Exercise requirements: Can you pull out each line of the data below that includes the word "CauseRule"?

Dataset records:

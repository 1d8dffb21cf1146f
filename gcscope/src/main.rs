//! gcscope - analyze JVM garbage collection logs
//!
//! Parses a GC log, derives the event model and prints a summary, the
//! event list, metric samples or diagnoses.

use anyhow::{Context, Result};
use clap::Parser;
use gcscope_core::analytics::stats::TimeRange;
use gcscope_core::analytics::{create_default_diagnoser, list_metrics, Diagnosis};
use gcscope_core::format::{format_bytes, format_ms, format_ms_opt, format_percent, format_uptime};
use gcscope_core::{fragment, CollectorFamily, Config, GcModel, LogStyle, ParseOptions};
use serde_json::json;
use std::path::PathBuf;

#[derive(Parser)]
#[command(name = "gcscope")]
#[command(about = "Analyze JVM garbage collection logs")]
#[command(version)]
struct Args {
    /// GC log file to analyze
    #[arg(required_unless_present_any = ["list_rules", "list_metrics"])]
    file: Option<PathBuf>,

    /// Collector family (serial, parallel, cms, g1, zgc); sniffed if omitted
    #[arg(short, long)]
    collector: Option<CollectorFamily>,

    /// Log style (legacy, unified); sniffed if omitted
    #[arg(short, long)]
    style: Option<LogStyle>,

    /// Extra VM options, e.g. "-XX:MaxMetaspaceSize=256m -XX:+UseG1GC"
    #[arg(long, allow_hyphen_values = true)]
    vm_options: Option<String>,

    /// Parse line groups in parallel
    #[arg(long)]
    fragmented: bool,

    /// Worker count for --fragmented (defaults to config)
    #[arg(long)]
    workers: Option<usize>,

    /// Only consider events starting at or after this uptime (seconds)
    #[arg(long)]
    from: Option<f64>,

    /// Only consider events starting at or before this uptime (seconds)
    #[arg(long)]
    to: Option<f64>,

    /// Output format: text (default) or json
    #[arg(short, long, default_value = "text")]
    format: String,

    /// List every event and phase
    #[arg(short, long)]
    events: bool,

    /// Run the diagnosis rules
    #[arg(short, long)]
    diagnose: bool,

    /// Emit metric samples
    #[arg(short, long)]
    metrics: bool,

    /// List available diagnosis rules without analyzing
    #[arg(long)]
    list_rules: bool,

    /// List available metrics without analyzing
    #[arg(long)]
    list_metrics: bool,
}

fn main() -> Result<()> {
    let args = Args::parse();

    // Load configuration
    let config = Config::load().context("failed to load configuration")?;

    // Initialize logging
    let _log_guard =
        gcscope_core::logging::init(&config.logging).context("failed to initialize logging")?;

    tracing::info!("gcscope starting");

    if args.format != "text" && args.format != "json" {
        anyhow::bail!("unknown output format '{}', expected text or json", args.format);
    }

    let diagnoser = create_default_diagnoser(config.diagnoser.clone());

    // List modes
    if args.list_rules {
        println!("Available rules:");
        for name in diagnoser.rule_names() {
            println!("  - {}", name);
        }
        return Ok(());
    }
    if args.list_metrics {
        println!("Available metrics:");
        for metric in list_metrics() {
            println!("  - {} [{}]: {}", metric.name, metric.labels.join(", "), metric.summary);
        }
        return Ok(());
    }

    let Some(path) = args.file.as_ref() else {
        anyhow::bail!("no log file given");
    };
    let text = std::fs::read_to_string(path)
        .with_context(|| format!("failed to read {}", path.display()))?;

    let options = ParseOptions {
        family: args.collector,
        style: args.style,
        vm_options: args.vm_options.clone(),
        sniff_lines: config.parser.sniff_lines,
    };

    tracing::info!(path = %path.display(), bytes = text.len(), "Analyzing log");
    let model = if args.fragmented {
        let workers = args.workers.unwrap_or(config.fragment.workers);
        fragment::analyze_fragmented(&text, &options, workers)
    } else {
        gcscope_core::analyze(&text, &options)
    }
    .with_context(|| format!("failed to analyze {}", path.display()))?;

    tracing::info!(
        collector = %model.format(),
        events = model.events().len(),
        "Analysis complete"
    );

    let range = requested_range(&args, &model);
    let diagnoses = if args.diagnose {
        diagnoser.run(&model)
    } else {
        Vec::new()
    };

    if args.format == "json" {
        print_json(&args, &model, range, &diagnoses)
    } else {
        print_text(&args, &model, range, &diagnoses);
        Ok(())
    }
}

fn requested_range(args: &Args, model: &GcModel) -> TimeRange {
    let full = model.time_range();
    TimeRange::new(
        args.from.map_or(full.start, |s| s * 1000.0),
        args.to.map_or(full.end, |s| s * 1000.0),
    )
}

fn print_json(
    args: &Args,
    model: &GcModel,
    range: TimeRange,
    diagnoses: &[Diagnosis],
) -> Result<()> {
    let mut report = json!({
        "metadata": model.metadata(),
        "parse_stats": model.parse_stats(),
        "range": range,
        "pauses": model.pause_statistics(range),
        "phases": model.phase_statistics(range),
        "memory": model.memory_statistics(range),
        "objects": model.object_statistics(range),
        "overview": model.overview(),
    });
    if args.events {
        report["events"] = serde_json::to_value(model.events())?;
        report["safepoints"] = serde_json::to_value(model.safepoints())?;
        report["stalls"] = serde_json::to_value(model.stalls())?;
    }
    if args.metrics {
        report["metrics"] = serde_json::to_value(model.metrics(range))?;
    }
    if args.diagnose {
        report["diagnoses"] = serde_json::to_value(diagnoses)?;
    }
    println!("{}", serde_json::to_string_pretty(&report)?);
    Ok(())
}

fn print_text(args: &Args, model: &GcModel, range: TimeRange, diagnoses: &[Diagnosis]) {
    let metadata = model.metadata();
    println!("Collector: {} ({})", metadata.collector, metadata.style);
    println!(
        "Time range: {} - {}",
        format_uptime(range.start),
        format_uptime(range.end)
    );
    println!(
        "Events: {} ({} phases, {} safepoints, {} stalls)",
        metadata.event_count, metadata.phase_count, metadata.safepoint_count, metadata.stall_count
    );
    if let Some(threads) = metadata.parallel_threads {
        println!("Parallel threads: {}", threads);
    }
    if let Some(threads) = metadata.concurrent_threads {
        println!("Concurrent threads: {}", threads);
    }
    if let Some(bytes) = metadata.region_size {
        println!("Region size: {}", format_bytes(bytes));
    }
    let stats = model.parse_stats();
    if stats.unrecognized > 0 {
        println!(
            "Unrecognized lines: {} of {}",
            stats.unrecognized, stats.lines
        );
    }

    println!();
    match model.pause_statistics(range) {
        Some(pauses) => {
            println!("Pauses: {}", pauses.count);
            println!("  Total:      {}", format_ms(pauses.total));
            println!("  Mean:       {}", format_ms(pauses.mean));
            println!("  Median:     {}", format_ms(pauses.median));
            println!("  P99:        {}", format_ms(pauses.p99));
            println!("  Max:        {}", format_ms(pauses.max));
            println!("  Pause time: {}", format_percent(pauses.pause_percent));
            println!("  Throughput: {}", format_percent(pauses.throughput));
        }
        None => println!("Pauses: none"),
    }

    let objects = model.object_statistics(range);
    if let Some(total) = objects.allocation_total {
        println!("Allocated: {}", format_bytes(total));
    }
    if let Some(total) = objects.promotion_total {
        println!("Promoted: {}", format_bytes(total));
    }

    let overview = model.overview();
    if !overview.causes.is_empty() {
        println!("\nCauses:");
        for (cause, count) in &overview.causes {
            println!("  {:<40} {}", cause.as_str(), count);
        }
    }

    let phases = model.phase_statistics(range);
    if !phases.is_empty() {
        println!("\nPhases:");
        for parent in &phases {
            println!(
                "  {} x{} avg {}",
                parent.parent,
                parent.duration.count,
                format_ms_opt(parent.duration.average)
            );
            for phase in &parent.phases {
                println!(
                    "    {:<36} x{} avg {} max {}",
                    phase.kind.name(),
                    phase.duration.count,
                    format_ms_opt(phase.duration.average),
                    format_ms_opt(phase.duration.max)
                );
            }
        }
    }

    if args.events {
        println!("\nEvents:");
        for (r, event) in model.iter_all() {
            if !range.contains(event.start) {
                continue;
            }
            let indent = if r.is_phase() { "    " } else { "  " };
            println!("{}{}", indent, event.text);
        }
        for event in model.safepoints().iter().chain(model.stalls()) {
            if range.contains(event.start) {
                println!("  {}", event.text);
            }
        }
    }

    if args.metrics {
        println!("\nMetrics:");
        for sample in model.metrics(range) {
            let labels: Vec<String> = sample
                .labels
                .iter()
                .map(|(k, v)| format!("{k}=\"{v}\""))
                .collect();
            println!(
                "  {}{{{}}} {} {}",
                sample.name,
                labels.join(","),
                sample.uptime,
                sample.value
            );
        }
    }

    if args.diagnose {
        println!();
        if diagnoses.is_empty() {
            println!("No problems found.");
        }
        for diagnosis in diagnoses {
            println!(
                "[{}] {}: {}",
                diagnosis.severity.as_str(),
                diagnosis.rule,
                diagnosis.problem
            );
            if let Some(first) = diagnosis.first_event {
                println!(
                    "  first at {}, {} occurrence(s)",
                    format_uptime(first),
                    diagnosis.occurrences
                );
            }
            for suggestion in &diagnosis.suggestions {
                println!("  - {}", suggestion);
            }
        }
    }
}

==

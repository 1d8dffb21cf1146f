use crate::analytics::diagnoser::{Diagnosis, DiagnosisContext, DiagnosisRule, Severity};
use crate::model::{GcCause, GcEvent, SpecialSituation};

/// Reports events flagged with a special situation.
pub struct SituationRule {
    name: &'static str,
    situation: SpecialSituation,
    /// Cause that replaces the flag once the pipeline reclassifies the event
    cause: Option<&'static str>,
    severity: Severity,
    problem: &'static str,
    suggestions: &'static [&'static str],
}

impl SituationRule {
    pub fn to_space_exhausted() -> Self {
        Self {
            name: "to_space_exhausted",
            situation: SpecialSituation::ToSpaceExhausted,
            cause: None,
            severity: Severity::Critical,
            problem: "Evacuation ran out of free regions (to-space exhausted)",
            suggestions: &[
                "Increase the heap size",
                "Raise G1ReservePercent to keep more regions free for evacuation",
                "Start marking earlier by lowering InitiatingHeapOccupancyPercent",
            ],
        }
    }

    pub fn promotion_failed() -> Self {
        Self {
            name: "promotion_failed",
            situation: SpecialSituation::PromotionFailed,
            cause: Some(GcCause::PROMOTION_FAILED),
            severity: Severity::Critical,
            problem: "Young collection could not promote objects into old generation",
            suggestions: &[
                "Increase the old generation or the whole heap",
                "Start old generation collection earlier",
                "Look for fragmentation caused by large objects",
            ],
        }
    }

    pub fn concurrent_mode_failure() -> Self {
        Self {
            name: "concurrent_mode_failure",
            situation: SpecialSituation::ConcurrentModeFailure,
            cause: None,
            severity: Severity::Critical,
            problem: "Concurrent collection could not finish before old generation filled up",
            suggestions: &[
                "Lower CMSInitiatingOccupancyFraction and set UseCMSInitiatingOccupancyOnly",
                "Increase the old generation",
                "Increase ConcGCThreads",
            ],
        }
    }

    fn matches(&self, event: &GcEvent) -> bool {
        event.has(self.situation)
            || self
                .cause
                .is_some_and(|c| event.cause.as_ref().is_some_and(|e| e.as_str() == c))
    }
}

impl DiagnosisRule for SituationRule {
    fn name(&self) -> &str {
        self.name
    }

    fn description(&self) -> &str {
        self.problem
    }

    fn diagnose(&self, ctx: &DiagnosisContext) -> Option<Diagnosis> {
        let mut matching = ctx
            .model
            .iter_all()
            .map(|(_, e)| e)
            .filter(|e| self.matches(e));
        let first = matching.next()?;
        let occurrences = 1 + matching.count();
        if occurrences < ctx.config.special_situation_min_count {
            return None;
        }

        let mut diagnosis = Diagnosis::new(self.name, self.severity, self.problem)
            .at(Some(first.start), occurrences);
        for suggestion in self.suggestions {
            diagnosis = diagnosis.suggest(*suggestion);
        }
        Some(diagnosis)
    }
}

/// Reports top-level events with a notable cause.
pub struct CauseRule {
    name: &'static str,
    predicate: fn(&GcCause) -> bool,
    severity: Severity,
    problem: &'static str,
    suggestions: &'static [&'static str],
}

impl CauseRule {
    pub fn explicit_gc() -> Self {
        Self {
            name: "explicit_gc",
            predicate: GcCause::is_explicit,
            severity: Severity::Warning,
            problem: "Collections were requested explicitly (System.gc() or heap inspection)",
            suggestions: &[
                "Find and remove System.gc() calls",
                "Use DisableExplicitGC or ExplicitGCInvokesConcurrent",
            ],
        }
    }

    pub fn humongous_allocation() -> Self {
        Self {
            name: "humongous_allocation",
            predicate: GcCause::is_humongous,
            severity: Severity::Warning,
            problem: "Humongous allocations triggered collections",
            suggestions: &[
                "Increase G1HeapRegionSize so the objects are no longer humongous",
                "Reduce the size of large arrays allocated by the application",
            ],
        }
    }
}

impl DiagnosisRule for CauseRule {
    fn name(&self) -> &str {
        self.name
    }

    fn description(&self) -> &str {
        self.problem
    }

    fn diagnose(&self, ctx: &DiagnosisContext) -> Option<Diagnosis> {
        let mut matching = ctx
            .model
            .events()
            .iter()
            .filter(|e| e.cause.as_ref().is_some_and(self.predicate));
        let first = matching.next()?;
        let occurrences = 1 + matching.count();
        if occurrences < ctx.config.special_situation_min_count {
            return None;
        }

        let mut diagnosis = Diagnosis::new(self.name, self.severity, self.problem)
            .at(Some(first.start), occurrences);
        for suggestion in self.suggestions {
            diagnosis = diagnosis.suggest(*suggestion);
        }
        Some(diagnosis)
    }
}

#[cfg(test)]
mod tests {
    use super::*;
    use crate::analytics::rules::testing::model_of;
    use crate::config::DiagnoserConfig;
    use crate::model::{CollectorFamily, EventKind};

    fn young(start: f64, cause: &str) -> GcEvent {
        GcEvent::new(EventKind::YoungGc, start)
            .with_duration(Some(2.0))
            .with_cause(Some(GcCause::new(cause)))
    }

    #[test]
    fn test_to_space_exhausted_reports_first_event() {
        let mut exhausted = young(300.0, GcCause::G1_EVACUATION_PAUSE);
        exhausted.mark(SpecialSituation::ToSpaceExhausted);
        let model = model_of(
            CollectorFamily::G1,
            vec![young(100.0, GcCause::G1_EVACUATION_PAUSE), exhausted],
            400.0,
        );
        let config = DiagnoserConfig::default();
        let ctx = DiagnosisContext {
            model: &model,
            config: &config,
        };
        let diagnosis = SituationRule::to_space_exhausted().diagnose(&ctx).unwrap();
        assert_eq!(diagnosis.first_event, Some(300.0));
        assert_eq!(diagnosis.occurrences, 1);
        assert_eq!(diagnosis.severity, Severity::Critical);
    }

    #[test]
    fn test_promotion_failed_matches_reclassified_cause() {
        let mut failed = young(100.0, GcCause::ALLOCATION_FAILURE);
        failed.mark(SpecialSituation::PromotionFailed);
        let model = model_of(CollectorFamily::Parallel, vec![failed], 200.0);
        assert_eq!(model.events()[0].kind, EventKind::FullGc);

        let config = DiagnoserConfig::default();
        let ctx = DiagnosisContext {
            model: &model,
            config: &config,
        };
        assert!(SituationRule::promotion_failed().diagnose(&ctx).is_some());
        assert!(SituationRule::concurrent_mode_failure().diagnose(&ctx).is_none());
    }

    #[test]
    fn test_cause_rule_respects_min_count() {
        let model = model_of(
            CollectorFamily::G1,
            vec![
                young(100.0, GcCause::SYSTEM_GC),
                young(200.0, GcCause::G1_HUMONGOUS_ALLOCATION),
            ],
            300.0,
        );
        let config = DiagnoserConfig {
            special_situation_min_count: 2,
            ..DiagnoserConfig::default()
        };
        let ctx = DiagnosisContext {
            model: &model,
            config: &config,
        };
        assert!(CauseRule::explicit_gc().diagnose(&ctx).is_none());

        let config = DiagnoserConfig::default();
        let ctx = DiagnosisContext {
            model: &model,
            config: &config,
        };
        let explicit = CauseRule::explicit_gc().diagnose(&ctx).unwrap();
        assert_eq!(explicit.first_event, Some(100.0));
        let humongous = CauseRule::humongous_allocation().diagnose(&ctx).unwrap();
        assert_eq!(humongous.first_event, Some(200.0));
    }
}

==

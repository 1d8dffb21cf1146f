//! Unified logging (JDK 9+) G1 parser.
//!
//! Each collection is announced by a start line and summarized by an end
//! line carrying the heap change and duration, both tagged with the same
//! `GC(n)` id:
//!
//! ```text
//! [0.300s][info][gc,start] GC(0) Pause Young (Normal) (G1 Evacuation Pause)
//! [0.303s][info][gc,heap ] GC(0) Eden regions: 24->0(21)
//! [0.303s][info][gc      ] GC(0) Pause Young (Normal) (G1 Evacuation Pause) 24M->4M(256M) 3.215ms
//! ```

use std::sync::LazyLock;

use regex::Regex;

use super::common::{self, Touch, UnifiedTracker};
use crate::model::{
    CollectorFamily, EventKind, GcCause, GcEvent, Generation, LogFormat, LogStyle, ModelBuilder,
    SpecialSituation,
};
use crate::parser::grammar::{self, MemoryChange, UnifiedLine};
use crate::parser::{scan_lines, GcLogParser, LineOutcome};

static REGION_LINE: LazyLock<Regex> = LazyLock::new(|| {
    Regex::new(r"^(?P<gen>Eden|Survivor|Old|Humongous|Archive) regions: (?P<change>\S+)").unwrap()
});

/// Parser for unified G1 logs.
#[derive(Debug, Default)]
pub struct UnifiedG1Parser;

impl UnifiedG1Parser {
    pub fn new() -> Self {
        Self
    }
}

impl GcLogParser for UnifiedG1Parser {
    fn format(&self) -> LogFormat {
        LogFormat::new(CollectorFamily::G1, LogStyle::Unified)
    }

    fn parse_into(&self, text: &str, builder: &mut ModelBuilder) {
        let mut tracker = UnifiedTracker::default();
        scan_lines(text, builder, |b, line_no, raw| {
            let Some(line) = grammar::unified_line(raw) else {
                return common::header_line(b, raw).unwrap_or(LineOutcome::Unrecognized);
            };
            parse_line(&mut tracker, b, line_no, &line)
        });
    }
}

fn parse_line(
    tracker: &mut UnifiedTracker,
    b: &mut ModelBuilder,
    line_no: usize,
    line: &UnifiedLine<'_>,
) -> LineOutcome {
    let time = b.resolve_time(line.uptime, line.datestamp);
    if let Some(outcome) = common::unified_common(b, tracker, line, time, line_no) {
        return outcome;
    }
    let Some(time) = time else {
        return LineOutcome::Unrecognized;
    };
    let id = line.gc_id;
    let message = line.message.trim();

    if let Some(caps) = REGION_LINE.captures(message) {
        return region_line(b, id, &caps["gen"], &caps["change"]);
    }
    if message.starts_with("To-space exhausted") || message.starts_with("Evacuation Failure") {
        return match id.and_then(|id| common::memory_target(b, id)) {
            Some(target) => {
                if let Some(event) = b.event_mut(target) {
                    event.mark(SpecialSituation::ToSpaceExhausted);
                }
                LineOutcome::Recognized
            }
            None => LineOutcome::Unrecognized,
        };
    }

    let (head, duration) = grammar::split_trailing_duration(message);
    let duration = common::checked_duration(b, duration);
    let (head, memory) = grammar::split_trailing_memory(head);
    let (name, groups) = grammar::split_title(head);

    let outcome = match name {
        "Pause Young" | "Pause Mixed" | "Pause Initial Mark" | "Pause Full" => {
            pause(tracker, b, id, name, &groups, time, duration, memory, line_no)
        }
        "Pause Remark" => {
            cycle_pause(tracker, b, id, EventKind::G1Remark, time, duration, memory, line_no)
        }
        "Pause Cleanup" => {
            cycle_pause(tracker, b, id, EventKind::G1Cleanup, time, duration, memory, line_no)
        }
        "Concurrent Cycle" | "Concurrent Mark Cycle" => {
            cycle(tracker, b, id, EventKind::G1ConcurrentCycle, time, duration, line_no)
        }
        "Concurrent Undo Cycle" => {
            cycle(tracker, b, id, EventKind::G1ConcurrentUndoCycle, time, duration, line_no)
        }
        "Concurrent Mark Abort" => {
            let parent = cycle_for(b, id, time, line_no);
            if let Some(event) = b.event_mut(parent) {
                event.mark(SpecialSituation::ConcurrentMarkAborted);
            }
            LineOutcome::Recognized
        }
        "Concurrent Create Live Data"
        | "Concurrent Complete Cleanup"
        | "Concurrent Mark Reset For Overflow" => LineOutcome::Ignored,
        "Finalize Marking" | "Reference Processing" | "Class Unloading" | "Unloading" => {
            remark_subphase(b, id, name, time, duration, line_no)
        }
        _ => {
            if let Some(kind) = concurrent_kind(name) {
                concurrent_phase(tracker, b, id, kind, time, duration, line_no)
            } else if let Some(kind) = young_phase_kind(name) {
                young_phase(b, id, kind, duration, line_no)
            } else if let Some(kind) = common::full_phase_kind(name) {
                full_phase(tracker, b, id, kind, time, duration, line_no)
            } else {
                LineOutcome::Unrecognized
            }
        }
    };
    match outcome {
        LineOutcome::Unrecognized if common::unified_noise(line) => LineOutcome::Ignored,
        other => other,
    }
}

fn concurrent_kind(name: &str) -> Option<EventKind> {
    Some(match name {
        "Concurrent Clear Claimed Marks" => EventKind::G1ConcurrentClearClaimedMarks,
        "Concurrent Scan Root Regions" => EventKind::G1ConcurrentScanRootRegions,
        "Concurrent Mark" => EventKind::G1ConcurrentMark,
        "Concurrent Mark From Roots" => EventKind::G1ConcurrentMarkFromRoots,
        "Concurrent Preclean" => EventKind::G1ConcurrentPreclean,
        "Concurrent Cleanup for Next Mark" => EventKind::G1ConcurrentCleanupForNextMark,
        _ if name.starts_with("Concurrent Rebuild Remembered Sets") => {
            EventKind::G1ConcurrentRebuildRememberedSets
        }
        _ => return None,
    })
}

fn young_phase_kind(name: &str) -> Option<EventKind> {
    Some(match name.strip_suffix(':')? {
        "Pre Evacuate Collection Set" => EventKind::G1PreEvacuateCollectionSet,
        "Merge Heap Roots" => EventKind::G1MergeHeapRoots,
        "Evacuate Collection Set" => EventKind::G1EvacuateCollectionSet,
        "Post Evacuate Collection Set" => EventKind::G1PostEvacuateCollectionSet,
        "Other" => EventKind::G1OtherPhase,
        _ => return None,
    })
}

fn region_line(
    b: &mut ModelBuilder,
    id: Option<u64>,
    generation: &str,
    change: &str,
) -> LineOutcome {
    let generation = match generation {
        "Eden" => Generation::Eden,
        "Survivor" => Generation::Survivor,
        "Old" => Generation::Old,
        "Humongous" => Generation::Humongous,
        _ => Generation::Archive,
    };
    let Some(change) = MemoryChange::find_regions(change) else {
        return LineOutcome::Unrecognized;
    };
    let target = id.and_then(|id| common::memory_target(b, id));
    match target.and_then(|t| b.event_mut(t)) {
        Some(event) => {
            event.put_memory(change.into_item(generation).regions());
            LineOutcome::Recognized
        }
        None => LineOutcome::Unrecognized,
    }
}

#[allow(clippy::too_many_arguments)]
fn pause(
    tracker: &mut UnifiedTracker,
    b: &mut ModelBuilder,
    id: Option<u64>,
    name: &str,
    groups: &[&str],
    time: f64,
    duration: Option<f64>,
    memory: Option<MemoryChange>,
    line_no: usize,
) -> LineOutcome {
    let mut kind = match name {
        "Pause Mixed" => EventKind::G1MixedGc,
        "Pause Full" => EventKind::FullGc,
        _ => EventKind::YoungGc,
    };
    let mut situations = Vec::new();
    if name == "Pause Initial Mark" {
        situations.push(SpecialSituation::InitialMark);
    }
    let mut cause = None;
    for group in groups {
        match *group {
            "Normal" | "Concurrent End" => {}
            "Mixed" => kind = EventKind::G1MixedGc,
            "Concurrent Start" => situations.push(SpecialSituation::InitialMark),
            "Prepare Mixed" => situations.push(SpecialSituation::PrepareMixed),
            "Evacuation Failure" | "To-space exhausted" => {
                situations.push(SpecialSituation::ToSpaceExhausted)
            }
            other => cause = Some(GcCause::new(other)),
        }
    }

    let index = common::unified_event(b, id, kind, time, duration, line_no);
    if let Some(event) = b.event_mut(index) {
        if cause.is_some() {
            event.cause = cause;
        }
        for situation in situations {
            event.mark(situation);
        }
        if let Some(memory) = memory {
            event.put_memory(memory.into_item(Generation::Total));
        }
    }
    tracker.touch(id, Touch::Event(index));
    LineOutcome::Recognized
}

Exercise response:
pub struct CauseRule {
impl CauseRule {
impl DiagnosisRule for CauseRule {
        assert!(CauseRule::explicit_gc().diagnose(&ctx).is_none());
        let explicit = CauseRule::explicit_gc().diagnose(&ctx).unwrap();
        let humongous = CauseRule::humongous_allocation().diagnose(&ctx).unwrap();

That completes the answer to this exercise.